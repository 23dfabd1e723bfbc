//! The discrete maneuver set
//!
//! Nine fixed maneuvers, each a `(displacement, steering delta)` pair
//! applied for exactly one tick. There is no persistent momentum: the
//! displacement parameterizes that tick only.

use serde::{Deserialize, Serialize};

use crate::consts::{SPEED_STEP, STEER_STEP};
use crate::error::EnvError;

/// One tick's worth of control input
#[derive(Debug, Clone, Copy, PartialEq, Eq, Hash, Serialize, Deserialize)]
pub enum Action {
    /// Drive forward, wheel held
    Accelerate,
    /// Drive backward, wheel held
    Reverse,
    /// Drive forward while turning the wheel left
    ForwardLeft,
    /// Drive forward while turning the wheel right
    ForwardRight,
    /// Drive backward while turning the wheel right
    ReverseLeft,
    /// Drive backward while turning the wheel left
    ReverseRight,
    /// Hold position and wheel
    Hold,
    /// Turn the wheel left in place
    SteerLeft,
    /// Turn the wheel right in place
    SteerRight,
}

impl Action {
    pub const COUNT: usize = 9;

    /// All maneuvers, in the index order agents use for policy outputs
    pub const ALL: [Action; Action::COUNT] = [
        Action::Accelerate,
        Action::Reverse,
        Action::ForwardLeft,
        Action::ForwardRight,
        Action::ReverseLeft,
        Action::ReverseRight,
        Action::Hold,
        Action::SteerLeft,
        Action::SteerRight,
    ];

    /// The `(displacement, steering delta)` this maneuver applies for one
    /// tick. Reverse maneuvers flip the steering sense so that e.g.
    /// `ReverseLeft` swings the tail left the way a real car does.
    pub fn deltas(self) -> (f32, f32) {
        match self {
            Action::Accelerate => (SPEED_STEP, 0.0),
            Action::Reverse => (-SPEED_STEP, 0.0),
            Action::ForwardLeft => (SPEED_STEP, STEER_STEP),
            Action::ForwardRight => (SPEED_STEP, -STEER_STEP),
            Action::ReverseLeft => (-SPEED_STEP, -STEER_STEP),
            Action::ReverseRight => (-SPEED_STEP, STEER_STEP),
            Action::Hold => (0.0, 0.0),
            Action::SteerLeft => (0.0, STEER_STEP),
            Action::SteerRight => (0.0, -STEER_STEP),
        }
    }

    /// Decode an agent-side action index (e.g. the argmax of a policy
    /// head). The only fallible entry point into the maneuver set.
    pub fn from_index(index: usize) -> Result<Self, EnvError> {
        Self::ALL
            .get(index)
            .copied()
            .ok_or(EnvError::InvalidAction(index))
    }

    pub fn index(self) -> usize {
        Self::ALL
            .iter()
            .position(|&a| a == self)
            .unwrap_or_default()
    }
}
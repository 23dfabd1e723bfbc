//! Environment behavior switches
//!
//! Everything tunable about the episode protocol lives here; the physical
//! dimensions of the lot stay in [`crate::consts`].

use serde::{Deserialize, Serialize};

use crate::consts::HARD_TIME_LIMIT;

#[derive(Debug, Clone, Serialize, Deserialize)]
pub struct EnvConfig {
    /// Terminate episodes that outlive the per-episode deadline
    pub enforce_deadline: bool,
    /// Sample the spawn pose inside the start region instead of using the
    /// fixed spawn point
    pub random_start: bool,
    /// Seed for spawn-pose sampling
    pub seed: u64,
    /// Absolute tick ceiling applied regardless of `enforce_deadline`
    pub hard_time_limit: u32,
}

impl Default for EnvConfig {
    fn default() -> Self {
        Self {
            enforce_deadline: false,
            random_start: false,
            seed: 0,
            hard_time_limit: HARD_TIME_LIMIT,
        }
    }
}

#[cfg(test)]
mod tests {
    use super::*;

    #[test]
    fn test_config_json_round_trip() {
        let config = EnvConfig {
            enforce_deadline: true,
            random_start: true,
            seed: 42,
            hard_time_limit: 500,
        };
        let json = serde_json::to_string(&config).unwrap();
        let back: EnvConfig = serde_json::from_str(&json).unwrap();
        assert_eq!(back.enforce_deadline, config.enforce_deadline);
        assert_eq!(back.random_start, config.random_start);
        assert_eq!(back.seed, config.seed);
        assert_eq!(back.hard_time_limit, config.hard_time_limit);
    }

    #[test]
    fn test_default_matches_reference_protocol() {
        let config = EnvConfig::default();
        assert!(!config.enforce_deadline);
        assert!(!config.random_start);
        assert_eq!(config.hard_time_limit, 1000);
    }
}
================================
Go through the entries and return each line where the word "impl" appears.

Task answer:
impl Action {
impl Default for EnvConfig {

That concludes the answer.